• [What needs to be done]
Find each line in the records below that contains the word "Some", and copy it out.

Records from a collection

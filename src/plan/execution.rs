//! Topological execution of a dependency graph

use std::cmp::Reverse;
use std::collections::BinaryHeap;
use std::hash::Hash;

use super::error::PlanError;
use super::graph::DependencyGraph;

/// A stable topological ordering of a [`DependencyGraph`].
///
/// Kahn's algorithm with ready nodes drained in insertion order, so the same
/// graph always executes in the same order.
pub struct ExecutionPlan<'a, N> {
    graph: &'a DependencyGraph<N>,
    order: Vec<usize>,
}

impl<'a, N: Eq + Hash + Clone> ExecutionPlan<'a, N> {
    pub fn new(graph: &'a DependencyGraph<N>) -> Result<Self, PlanError> {
        let n = graph.len();
        let mut remaining: Vec<usize> = (0..n).map(|i| graph.dependencies_of(i).len()).collect();
        let mut dependents: Vec<Vec<usize>> = vec![Vec::new(); n];
        for i in 0..n {
            for &dep in graph.dependencies_of(i) {
                dependents[dep].push(i);
            }
        }

        let mut ready: BinaryHeap<Reverse<usize>> = (0..n)
            .filter(|&i| remaining[i] == 0)
            .map(Reverse)
            .collect();
        let mut order = Vec::with_capacity(n);
        while let Some(Reverse(i)) = ready.pop() {
            order.push(i);
            for &dependent in &dependents[i] {
                remaining[dependent] -= 1;
                if remaining[dependent] == 0 {
                    ready.push(Reverse(dependent));
                }
            }
        }

        if order.len() != n {
            return Err(PlanError::CycleDetected);
        }
        Ok(Self { graph, order })
    }

    /// Nodes in execution order, dependencies first
    pub fn ordered(&self) -> impl Iterator<Item = &N> {
        self.order.iter().map(|&i| self.graph.node(i))
    }

    /// Invoke `f` once per node, dependencies first; the first error aborts
    pub fn execute<E>(&self, mut f: impl FnMut(&N) -> Result<(), E>) -> Result<(), E> {
        for node in self.ordered() {
            f(node)?;
        }
        Ok(())
    }
}
//! Backend contract
//!
//! The planner talks to storage exclusively through [`QueryEngine`]: one call
//! per scope, returning a columnar table whose dimension columns are exactly
//! the scope's grouping columns followed by one column per requested measure,
//! with nulls in rolled-up dimensions of super-aggregate rows.

use std::fmt;

use crate::measure::CompiledMeasure;
use crate::plan::QueryScope;
use crate::schema::Catalog;

/// One backend fetch: a scope plus the primitive measures to materialize
#[derive(Debug, Clone, PartialEq, Eq)]
pub struct DatabaseQuery {
    pub scope: QueryScope,
    pub measures: Vec<CompiledMeasure>,
}

impl DatabaseQuery {
    pub fn new(scope: QueryScope, measures: Vec<CompiledMeasure>) -> Self {
        Self { scope, measures }
    }
}

/// Schema catalog provider
pub trait Datastore: Send + Sync {
    fn catalog(&self) -> &Catalog;
}

/// The backing query engine
pub trait QueryEngine: Send + Sync {
    /// Materialize the primitive aggregates of one scope
    fn execute(&self, query: &DatabaseQuery) -> Result<crate::table::ColumnarTable, EngineError>;

    /// Pass a raw SQL string through to the backend
    fn execute_raw_sql(&self, sql: &str) -> Result<crate::table::ColumnarTable, EngineError>;

    fn datastore(&self) -> &dyn Datastore;
}

/// Classification of a backend failure, driving retry decisions
#[derive(Debug, Clone, Copy, PartialEq, Eq)]
pub enum EngineErrorKind {
    /// Worth retrying with backoff (eventual consistency, throttling)
    Transient,
    /// Retrying will not help
    Permanent,
    /// Object creation conflict
    AlreadyExists,
    /// The referenced table does not exist
    UnknownTable,
}

/// Error returned by a backend
#[derive(Debug, Clone)]
pub struct EngineError {
    pub kind: EngineErrorKind,
    pub message: String,
}

impl EngineError {
    pub fn transient(message: impl Into<String>) -> Self {
        Self {
            kind: EngineErrorKind::Transient,
            message: message.into(),
        }
    }

    pub fn permanent(message: impl Into<String>) -> Self {
        Self {
            kind: EngineErrorKind::Permanent,
            message: message.into(),
        }
    }

    pub fn already_exists(message: impl Into<String>) -> Self {
        Self {
            kind: EngineErrorKind::AlreadyExists,
            message: message.into(),
        }
    }

    pub fn unknown_table(name: &str) -> Self {
        Self {
            kind: EngineErrorKind::UnknownTable,
            message: format!("Unknown table '{}'", name),
        }
    }
}

impl fmt::Display for EngineError {
    fn fmt(&self, f: &mut fmt::Formatter<'_>) -> fmt::Result {
        let kind = match self.kind {
            EngineErrorKind::Transient => "transient",
            EngineErrorKind::Permanent => "permanent",
            EngineErrorKind::AlreadyExists => "already exists",
            EngineErrorKind::UnknownTable => "unknown table",
        };
        write!(f, "Backend error ({}): {}", kind, self.message)
    }
}

impl std::error::Error for EngineError {}
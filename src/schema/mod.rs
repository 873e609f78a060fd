//! Datastore catalog
//!
//! The catalog describes the stores (tables) a backend exposes and the typed
//! fields each store carries. It is the single source of truth the resolver
//! binds query DTOs against. Catalogs can be declared in YAML for tests and
//! in-memory backends.

mod types;

use serde::Deserialize;
use std::collections::HashMap;
use std::fmt;
use std::path::Path;

pub use types::{FieldType, ParseFieldTypeError};

/// A named, typed field of a store. Field names are unique within a store.
#[derive(Debug, Clone, PartialEq, Eq, Deserialize)]
pub struct Field {
    pub name: String,
    #[serde(rename = "type", default)]
    pub field_type: FieldType,
}

impl Field {
    pub fn new(name: impl Into<String>, field_type: FieldType) -> Self {
        Self { name: name.into(), field_type }
    }
}

/// A store (table) in the datastore
#[derive(Debug, Clone, Deserialize)]
pub struct Store {
    pub name: String,
    pub fields: Vec<Field>,
}

impl Store {
    pub fn new(name: impl Into<String>, fields: Vec<Field>) -> Self {
        Self { name: name.into(), fields }
    }

    /// Get a field by name
    pub fn field(&self, name: &str) -> Option<&Field> {
        self.fields.iter().find(|f| f.name == name)
    }
}

/// The root catalog: every store the backend knows about
#[derive(Debug, Clone, Default, Deserialize)]
pub struct Catalog {
    pub stores: Vec<Store>,
}

impl Catalog {
    pub fn new(stores: Vec<Store>) -> Self {
        Self { stores }
    }

    /// Load a catalog from a YAML file
    pub fn from_file<P: AsRef<Path>>(path: P) -> Result<Self, ParseError> {
        let path_str = path.as_ref().display().to_string();
        let contents = std::fs::read_to_string(&path).map_err(|e| ParseError::Io {
            path: path_str,
            source: e,
        })?;
        Self::from_str(&contents)
    }

    /// Parse a catalog from a YAML string
    pub fn from_str(yaml: &str) -> Result<Self, ParseError> {
        serde_yaml::from_str(yaml).map_err(ParseError::from)
    }

    /// Get a store by name
    pub fn store(&self, name: &str) -> Option<&Store> {
        self.stores.iter().find(|s| s.name == name)
    }

    /// View of the catalog as a name-indexed map
    pub fn stores_by_name(&self) -> HashMap<&str, &Store> {
        self.stores.iter().map(|s| (s.name.as_str(), s)).collect()
    }
}

/// A field bound to its owning store with its catalog type.
///
/// `store` is `None` for synthetic fields that exist only in the result shape
/// (the count column, GROUP column-set fields).
#[derive(Debug, Clone, PartialEq, Eq, Hash)]
pub struct TypedField {
    pub store: Option<String>,
    pub name: String,
    pub field_type: FieldType,
}

impl TypedField {
    pub fn new(store: impl Into<String>, name: impl Into<String>, field_type: FieldType) -> Self {
        Self {
            store: Some(store.into()),
            name: name.into(),
            field_type,
        }
    }

    pub fn synthetic(name: impl Into<String>, field_type: FieldType) -> Self {
        Self {
            store: None,
            name: name.into(),
            field_type,
        }
    }
}

impl fmt::Display for TypedField {
    fn fmt(&self, f: &mut fmt::Formatter<'_>) -> fmt::Result {
        match &self.store {
            Some(store) => write!(f, "{}.{}", store, self.name),
            None => write!(f, "{}", self.name),
        }
    }
}

/// Errors that can occur loading a catalog
#[derive(Debug)]
pub enum ParseError {
    /// IO error reading file
    Io {
        path: String,
        source: std::io::Error,
    },
    /// YAML deserialization error
    Yaml { source: serde_yaml::Error },
}

impl fmt::Display for ParseError {
    fn fmt(&self, f: &mut fmt::Formatter<'_>) -> fmt::Result {
        match self {
            ParseError::Io { path, source } => {
                write!(f, "Failed to read '{}': {}", path, source)
            }
            ParseError::Yaml { source } => {
                write!(f, "Invalid YAML: {}", source)
            }
        }
    }
}

impl std::error::Error for ParseError {
    fn source(&self) -> Option<&(dyn std::error::Error + 'static)> {
        match self {
            ParseError::Io { source, .. } => Some(source),
            ParseError::Yaml { source } => Some(source),
        }
    }
}

impl From<serde_yaml::Error> for ParseError {
    fn from(err: serde_yaml::Error) -> Self {
        ParseError::Yaml { source: err }
    }
}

• [The answer]
        while let Some(Reverse(i)) = ready.pop() {
            store: Some(store.into()),
            Some(store) => write!(f, "{}.{}", store, self.name),
            ParseError::Io { source, .. } => Some(source),
            ParseError::Yaml { source } => Some(source),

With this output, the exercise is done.